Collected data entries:
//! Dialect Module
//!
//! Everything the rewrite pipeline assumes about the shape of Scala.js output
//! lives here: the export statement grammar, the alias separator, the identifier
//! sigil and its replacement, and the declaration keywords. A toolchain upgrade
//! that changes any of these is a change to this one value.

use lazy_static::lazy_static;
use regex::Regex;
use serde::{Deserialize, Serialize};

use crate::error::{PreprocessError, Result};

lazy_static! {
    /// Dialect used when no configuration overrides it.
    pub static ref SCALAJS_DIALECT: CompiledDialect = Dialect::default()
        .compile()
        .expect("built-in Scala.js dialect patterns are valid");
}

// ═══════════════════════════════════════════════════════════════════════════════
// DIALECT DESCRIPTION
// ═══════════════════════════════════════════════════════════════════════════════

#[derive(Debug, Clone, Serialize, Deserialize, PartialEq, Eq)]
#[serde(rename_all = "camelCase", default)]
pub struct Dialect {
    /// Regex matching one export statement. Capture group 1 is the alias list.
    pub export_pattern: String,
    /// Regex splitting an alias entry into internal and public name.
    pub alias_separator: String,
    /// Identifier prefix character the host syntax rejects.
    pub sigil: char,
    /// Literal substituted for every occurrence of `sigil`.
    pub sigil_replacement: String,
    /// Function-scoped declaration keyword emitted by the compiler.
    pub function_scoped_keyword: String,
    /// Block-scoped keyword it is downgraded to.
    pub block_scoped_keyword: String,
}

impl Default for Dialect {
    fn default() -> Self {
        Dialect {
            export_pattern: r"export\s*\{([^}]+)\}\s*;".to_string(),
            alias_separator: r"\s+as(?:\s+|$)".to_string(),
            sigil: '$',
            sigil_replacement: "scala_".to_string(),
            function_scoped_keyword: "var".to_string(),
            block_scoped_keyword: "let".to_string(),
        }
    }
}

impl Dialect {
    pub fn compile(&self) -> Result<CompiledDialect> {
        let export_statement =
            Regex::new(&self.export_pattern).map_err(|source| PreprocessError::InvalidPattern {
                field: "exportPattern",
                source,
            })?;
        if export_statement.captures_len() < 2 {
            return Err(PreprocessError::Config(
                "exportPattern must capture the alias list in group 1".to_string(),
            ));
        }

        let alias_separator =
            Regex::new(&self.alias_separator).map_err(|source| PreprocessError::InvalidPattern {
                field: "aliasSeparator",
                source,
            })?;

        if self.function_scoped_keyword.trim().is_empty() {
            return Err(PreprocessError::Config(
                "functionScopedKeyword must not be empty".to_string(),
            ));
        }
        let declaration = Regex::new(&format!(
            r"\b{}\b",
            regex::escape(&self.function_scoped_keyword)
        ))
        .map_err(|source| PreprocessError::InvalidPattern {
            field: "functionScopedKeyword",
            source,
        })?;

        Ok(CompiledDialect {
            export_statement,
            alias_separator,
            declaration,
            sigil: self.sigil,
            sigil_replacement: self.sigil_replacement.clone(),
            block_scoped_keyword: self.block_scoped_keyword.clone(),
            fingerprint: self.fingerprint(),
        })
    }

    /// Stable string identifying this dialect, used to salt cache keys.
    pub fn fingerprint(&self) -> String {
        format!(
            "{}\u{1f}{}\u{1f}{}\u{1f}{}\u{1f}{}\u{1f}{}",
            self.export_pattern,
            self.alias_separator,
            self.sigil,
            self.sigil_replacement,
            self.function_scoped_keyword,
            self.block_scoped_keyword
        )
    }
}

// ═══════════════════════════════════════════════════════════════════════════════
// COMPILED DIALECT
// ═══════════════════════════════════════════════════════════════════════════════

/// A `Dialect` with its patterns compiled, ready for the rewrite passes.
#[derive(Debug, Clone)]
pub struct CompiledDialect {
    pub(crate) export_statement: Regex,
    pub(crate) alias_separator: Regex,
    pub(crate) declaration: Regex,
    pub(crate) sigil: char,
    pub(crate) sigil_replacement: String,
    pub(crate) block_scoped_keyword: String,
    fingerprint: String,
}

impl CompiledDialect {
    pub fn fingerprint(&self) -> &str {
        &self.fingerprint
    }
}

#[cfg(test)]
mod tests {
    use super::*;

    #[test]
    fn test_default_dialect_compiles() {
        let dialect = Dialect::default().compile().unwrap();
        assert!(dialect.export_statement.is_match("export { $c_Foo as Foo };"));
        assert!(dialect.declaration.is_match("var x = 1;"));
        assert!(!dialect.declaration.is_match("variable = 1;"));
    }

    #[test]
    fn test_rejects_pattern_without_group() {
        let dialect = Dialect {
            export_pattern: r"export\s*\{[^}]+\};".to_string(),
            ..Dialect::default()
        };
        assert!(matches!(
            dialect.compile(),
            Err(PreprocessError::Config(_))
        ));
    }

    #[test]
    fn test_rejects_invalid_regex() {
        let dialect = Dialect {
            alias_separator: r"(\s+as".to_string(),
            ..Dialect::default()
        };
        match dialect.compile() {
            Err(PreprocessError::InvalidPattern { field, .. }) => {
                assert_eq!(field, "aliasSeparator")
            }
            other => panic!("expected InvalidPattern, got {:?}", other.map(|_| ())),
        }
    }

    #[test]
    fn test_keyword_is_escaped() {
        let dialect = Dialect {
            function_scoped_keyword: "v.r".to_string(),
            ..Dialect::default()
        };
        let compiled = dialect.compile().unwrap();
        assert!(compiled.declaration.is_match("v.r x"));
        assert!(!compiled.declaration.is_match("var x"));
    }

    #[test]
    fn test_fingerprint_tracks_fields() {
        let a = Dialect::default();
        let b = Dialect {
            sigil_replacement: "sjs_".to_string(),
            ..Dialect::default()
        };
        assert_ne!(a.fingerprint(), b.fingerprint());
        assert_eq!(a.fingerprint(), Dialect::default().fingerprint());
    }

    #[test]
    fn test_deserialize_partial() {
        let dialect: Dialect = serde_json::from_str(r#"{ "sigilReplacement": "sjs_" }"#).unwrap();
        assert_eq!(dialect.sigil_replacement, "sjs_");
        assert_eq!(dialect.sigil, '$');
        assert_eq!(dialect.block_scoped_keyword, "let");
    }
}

---

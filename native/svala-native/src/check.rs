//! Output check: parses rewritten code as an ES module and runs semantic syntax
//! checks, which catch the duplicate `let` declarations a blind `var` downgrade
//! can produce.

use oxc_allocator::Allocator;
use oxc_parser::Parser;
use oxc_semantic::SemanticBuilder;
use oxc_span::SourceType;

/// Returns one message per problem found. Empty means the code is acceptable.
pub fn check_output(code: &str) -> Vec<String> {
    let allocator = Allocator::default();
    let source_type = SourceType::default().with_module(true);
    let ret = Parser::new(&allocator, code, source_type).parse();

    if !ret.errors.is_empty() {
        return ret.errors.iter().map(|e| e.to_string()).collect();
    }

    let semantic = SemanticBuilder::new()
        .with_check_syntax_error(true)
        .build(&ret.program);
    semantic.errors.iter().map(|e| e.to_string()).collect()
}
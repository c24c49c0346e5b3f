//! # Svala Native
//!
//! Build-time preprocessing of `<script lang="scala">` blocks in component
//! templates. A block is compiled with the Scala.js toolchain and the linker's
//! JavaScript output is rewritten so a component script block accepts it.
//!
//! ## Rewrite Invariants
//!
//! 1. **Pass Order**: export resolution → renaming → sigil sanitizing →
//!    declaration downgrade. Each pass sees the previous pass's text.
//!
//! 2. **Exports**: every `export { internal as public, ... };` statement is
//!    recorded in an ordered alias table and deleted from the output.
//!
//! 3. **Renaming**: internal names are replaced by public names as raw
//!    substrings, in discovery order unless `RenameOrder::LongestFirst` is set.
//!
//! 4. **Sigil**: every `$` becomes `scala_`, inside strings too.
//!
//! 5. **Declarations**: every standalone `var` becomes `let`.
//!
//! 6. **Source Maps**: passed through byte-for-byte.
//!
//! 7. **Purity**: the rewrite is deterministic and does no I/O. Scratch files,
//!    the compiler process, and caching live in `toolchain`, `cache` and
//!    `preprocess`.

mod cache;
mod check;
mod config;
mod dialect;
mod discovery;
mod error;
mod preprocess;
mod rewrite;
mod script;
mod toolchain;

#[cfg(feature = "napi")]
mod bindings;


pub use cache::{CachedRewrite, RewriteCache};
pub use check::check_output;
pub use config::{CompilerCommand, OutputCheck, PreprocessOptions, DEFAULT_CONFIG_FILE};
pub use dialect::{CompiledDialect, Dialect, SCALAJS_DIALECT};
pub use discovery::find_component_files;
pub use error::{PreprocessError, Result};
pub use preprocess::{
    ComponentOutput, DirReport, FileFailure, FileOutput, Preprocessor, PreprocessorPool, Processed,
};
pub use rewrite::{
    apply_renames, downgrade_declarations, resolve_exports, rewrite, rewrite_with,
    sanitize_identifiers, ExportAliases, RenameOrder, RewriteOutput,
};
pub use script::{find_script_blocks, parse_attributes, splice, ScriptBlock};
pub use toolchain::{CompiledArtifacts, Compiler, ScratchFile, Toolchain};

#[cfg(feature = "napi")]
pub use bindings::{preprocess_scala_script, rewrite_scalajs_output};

What to work on: Look over the records. Copy the lines that include the word "patterns".

Written response:
        .expect("built-in Scala.js dialect patterns are valid");
/// A `Dialect` with its patterns compiled, ready for the rewrite passes.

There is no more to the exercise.